DATA TO USE START

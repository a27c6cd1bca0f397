// Copyright (c) 2025 TexasFortress.AI
// This Source Code Form is subject to the terms of the Mozilla Public
// License, v. 2.0. If a copy of the MPL was not distributed with this
// file, You can obtain one at http://mozilla.org/MPL/2.0/.

use std::collections::HashMap;
use std::sync::Arc;
use std::time::Duration;

use async_imap::imap_proto::{AttributeValue, Response, Status};
use async_imap::{Client as AsyncImapClient, Session as AsyncImapSession};
use async_trait::async_trait;
use chrono::{DateTime, Utc};
use futures::TryStreamExt;
use log::{debug, info, warn};
use rustls::pki_types::ServerName as PkiServerName;
use rustls::{ClientConfig, RootCertStore};
use tokio::net::TcpStream as TokioTcpStream;
use tokio::time::timeout;
use tokio_rustls::{client::TlsStream as TokioTlsStreamClient, TlsConnector};
use tokio_util::compat::{Compat, TokioAsyncReadCompatExt};

use super::error::ImapError;
use super::session::{EnvelopeSummary, FolderStatus, MailboxConnector, MailboxSession};
use super::xoauth2::XOAuth2Authenticator;
use crate::models::{Account, Credentials};

type BaseTlsStream = TokioTlsStreamClient<TokioTcpStream>;
type CompatStream = Compat<BaseTlsStream>;
type UnderlyingImapSession = AsyncImapSession<CompatStream>;

/// Capability advertised by servers that expose Gmail thread and message ids.
const GMAIL_EXTENSION: &str = "X-GM-EXT-1";

/// Connects to real IMAP servers over implicit TLS.
#[derive(Debug, Clone)]
pub struct ImapConnector {
    login_timeout: Duration,
    command_timeout: Duration,
}

impl ImapConnector {
    pub fn new(login_timeout: Duration, command_timeout: Duration) -> Self {
        Self {
            login_timeout,
            command_timeout,
        }
    }
}

impl Default for ImapConnector {
    fn default() -> Self {
        Self::new(Duration::from_secs(30), Duration::from_secs(60))
    }
}

fn tls_connector() -> Result<TlsConnector, ImapError> {
    let mut root_cert_store = RootCertStore::empty();
    let certs = rustls_native_certs::load_native_certs()?;
    let (added, ignored) = root_cert_store.add_parsable_certificates(certs);
    debug!("Loaded {} native certs, ignored {}.", added, ignored);
    if root_cert_store.is_empty() {
        warn!("Root certificate store is empty after loading native certs.");
    }

    let config = ClientConfig::builder()
        .with_root_certificates(root_cert_store)
        .with_no_client_auth();
    Ok(TlsConnector::from(Arc::new(config)))
}

async fn open_tls_stream(host: &str, port: u16, limit: Duration) -> Result<CompatStream, ImapError> {
    let server_name: PkiServerName<'static> = PkiServerName::try_from(host.to_string())
        .map_err(|_| ImapError::Connection(format!("Invalid server name format: {}", host)))?;
    let connector = tls_connector()?;

    debug!("Attempting TCP connection to {}:{}...", host, port);
    let tcp = timeout(limit, TokioTcpStream::connect((host, port))).await??;
    let tls = timeout(limit, connector.connect(server_name, tcp))
        .await?
        .map_err(|e| ImapError::Tls(e.to_string()))?;
    debug!("TLS handshake with {} complete.", host);
    Ok(tls.compat())
}

async fn authenticate(
    stream: CompatStream,
    credentials: &Credentials,
    limit: Duration,
) -> Result<UnderlyingImapSession, ImapError> {
    let client = AsyncImapClient::new(stream);
    let attempt = match credentials {
        Credentials::OAuth { user, access_token } => {
            debug!("Authenticating {} with XOAUTH2", user);
            let auth = XOAuth2Authenticator::new(user, access_token);
            timeout(limit, client.authenticate("XOAUTH2", auth)).await?
        }
        Credentials::Password { username, password } => {
            debug!("Logging in {} with LOGIN", username);
            timeout(limit, client.login(username, password)).await?
        }
    };

    attempt.map_err(|(e, _client)| match e {
        async_imap::error::Error::No(msg) | async_imap::error::Error::Bad(msg) => ImapError::Auth(msg),
        other => ImapError::from(other),
    })
}

#[async_trait]
impl MailboxConnector for ImapConnector {
    async fn connect(
        &self,
        account: &Account,
        credentials: &Credentials,
    ) -> Result<Box<dyn MailboxSession>, ImapError> {
        let (host, port) = account
            .imap_endpoint()
            .ok_or_else(|| ImapError::Connection(format!("account {} has no IMAP host", account.id)))?;

        info!("Connecting account {} to {}:{}", account.id, host, port);
        let stream = open_tls_stream(&host, port, self.login_timeout).await?;
        let mut session = authenticate(stream, credentials, self.login_timeout).await?;

        let gmail_ext = match timeout(self.command_timeout, session.capabilities()).await? {
            Ok(caps) => caps.has_str(GMAIL_EXTENSION),
            Err(e) => {
                warn!("CAPABILITY failed for {}: {}", account.id, e);
                false
            }
        };
        info!(
            "Session ready for {} (Gmail ids: {})",
            account.email,
            if gmail_ext { "yes" } else { "no" }
        );

        Ok(Box::new(ImapMailboxSession {
            session,
            gmail_ext,
            command_timeout: self.command_timeout,
        }))
    }
}

/// `MailboxSession` over a live async-imap session.
pub struct ImapMailboxSession {
    session: UnderlyingImapSession,
    gmail_ext: bool,
    command_timeout: Duration,
}

/// Gmail identifiers of one message, as lowercase hex to match the send API.
#[derive(Debug, Clone, Default, PartialEq, Eq)]
struct GmailIds {
    thread_id: Option<String>,
    message_id: Option<String>,
}

impl ImapMailboxSession {
    async fn gmail_ids(&mut self, start: u32, end: u32) -> Result<HashMap<u32, GmailIds>, ImapError> {
        let command = format!("FETCH {}:{} (X-GM-MSGID X-GM-THRID)", start, end);
        timeout(self.command_timeout, read_gmail_ids(&mut self.session, &command)).await?
    }
}

/// Runs a raw FETCH and collects the Gmail attributes until its tagged reply.
async fn read_gmail_ids(
    session: &mut UnderlyingImapSession,
    command: &str,
) -> Result<HashMap<u32, GmailIds>, ImapError> {
    let tag = session.run_command(command).await?;
    let mut ids = HashMap::new();
    while let Some(response) = session.read_response().await {
        let response = response?;
        match response.parsed() {
            Response::Done {
                tag: done,
                status,
                information,
                ..
            } if *done == tag => {
                return match status {
                    Status::Ok => Ok(ids),
                    _ => Err(ImapError::Fetch(format!(
                        "{:?}: {}",
                        status,
                        information.as_deref().unwrap_or("no detail")
                    ))),
                };
            }
            parsed => {
                if let Some((seq, found)) = gmail_ids_from(parsed) {
                    ids.insert(seq, found);
                }
            }
        }
    }
    Err(ImapError::Connection("connection closed during X-GM fetch".to_string()))
}

/// Gmail ids carried by one untagged FETCH response, if any.
fn gmail_ids_from(response: &Response<'_>) -> Option<(u32, GmailIds)> {
    let Response::Fetch(seq, attributes) = response else {
        return None;
    };
    let mut found = GmailIds::default();
    for attribute in attributes {
        match attribute {
            AttributeValue::GmailThrId(id) => found.thread_id = Some(format!("{:x}", id)),
            AttributeValue::GmailMsgId(id) => found.message_id = Some(format!("{:x}", id)),
            _ => {}
        }
    }
    if found == GmailIds::default() {
        return None;
    }
    Some((*seq, found))
}

fn lossy(bytes: Option<&std::borrow::Cow<'_, [u8]>>) -> Option<String> {
    bytes
        .map(|b| String::from_utf8_lossy(b).trim().to_string())
        .filter(|s| !s.is_empty())
}

fn envelope_from_fetch(fetch: &async_imap::types::Fetch) -> EnvelopeSummary {
    let mut summary = EnvelopeSummary {
        seq: fetch.message,
        uid: fetch.uid,
        date: fetch.internal_date().map(|d| d.with_timezone(&Utc)),
        ..Default::default()
    };

    if let Some(envelope) = fetch.envelope() {
        if let Some(sender) = envelope.from.as_ref().and_then(|list| list.first()) {
            let mailbox = lossy(sender.mailbox.as_ref());
            let host = lossy(sender.host.as_ref());
            summary.from_email = match (mailbox, host) {
                (Some(m), Some(h)) => Some(format!("{}@{}", m, h)),
                (Some(m), None) => Some(m),
                _ => None,
            };
            summary.from_name = lossy(sender.name.as_ref());
        }
        summary.subject = lossy(envelope.subject.as_ref());
        summary.message_id = lossy(envelope.message_id.as_ref());
        if let Some(date) = lossy(envelope.date.as_ref()) {
            if let Ok(parsed) = DateTime::parse_from_rfc2822(&date) {
                summary.date = Some(parsed.with_timezone(&Utc));
            }
        }
    }
    summary
}

#[async_trait]
impl MailboxSession for ImapMailboxSession {
    async fn examine(&mut self, folder: &str) -> Result<FolderStatus, ImapError> {
        match timeout(self.command_timeout, self.session.examine(folder)).await? {
            Ok(mailbox) => Ok(FolderStatus { exists: mailbox.exists }),
            Err(async_imap::error::Error::No(_)) => Err(ImapError::FolderNotFound(folder.to_string())),
            Err(e) => Err(e.into()),
        }
    }

    async fn fetch_envelopes(&mut self, start: u32, end: u32) -> Result<Vec<EnvelopeSummary>, ImapError> {
        let range = format!("{}:{}", start, end);
        let fetches: Vec<async_imap::types::Fetch> = {
            let stream = timeout(
                self.command_timeout,
                self.session.fetch(&range, "(UID ENVELOPE INTERNALDATE)"),
            )
            .await?
            .map_err(|e| ImapError::Fetch(e.to_string()))?;
            timeout(self.command_timeout, stream.try_collect())
                .await?
                .map_err(|e| ImapError::Fetch(e.to_string()))?
        };

        let mut envelopes: Vec<EnvelopeSummary> = fetches.iter().map(envelope_from_fetch).collect();

        if self.gmail_ext {
            match self.gmail_ids(start, end).await {
                Ok(mut ids) => {
                    for envelope in envelopes.iter_mut() {
                        if let Some(found) = ids.remove(&envelope.seq) {
                            envelope.thread_id = found.thread_id;
                            envelope.provider_message_id = found.message_id;
                        }
                    }
                }
                Err(e) => warn!("X-GM id fetch failed for {}: {}", range, e),
            }
        }

        envelopes.sort_by_key(|e| e.seq);
        Ok(envelopes)
    }

    async fn fetch_source(&mut self, seq: u32) -> Result<Vec<u8>, ImapError> {
        let sequence = seq.to_string();
        let fetches: Vec<async_imap::types::Fetch> = {
            let stream = timeout(self.command_timeout, self.session.fetch(&sequence, "BODY.PEEK[]"))
                .await?
                .map_err(|e| ImapError::Fetch(e.to_string()))?;
            timeout(self.command_timeout, stream.try_collect())
                .await?
                .map_err(|e| ImapError::Fetch(e.to_string()))?
        };

        fetches
            .iter()
            .find(|f| f.message == seq)
            .and_then(|f| f.body())
            .map(|b| b.to_vec())
            .ok_or_else(|| ImapError::MissingData(format!("no body returned for message {}", seq)))
    }

    async fn close_folder(&mut self) -> Result<(), ImapError> {
        timeout(self.command_timeout, self.session.close()).await??;
        Ok(())
    }

    async fn logout(&mut self) -> Result<(), ImapError> {
        timeout(self.command_timeout, self.session.logout()).await??;
        Ok(())
    }
}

DATA TO USE END

Where a line above contains the string "MailboxConnector", copy that line.

▶ OUTPUT FOR THIS TASK:
use super::session::{EnvelopeSummary, FolderStatus, MailboxConnector, MailboxSession};
impl MailboxConnector for ImapConnector {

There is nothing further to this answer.